━━ DATA EXTRACT ━━
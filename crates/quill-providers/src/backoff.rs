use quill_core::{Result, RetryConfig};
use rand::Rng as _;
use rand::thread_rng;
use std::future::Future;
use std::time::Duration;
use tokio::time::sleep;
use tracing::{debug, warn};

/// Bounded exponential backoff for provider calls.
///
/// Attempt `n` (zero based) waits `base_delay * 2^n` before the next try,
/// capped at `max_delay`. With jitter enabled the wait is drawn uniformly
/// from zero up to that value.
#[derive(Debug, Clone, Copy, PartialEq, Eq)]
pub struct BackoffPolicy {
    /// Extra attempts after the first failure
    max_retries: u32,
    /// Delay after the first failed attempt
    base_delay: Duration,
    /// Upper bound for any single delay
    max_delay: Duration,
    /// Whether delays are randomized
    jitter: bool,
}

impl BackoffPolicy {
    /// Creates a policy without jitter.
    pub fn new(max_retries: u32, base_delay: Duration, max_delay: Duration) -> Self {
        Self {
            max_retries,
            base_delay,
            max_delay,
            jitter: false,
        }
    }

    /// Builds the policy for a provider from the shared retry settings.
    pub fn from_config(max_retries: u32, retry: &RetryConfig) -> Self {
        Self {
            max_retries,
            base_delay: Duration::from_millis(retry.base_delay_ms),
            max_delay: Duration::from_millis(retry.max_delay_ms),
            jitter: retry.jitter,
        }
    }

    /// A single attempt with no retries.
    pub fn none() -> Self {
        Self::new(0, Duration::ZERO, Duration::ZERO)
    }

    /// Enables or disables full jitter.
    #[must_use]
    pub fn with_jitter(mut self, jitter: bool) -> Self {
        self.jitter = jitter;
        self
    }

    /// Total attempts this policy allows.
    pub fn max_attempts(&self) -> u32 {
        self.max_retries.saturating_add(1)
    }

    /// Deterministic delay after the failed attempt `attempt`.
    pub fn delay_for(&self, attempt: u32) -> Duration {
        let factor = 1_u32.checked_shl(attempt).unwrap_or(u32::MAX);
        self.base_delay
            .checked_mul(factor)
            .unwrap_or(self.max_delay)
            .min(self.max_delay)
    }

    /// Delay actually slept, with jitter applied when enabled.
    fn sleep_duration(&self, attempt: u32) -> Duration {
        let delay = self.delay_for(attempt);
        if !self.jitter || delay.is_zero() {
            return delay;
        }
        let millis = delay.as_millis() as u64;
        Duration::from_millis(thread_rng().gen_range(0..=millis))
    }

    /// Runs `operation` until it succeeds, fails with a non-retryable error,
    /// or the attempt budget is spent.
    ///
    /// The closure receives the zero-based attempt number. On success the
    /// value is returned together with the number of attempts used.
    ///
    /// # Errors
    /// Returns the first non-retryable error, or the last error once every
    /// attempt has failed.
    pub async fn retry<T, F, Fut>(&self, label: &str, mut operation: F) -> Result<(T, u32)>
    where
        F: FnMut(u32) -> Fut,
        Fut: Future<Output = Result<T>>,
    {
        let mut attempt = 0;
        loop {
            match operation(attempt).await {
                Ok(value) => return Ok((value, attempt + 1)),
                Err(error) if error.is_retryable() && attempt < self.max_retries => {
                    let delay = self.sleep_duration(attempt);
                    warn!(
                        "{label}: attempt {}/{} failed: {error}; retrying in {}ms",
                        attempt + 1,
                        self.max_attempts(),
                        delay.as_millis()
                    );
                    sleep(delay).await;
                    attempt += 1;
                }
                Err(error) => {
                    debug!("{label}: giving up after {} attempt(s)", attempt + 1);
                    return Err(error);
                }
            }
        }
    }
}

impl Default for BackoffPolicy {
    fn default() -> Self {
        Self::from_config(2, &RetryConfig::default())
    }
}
━━━
━━ DATA EXTRACT ━━
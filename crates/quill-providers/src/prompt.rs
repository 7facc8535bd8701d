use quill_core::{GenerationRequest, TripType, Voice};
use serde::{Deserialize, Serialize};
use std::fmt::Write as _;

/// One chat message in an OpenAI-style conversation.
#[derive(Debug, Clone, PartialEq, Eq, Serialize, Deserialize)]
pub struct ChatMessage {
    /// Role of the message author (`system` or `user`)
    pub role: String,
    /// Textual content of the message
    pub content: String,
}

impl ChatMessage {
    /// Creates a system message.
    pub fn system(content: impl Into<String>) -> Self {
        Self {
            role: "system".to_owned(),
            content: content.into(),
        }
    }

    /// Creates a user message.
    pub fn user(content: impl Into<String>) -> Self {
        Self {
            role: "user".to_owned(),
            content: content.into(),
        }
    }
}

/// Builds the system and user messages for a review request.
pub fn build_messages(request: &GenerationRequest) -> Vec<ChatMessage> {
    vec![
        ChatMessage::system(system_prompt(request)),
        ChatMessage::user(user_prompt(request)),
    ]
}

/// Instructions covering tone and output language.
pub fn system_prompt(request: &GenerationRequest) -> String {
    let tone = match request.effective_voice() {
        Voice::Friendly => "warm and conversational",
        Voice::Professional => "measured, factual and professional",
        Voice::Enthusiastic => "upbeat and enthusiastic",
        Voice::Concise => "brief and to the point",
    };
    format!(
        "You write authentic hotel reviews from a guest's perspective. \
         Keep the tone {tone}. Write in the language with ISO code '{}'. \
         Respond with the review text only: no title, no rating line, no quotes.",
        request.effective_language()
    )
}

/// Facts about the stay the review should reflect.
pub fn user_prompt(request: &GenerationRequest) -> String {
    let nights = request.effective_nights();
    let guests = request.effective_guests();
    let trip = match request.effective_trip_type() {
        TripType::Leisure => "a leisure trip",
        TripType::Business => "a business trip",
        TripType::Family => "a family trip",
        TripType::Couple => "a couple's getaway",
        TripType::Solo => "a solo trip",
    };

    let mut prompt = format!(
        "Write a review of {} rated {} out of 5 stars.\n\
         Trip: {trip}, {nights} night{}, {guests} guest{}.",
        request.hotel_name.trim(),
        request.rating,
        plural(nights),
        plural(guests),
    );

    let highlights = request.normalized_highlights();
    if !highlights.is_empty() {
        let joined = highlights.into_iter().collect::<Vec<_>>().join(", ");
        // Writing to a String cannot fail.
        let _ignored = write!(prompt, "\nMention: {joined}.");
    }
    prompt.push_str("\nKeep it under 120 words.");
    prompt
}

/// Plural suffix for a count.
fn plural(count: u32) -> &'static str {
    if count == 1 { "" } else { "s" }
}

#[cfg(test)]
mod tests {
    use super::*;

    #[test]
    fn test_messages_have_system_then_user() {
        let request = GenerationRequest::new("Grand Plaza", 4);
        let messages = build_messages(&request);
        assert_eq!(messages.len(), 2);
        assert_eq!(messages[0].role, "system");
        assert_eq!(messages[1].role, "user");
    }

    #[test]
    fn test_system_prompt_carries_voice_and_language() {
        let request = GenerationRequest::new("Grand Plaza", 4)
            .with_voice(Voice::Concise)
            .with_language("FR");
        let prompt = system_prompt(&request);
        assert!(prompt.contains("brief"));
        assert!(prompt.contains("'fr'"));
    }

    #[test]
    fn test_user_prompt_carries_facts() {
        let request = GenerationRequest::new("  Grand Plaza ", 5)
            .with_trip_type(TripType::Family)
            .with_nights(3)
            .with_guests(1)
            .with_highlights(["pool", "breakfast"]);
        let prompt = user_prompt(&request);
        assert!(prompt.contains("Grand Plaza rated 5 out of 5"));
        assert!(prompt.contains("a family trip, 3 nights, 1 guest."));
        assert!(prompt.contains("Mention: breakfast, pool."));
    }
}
━━━
* EXERCISE DESCRIPTION: Using the listing, say how many lines include the word "label", and add nothing else.

* COMPLETED TASK: 3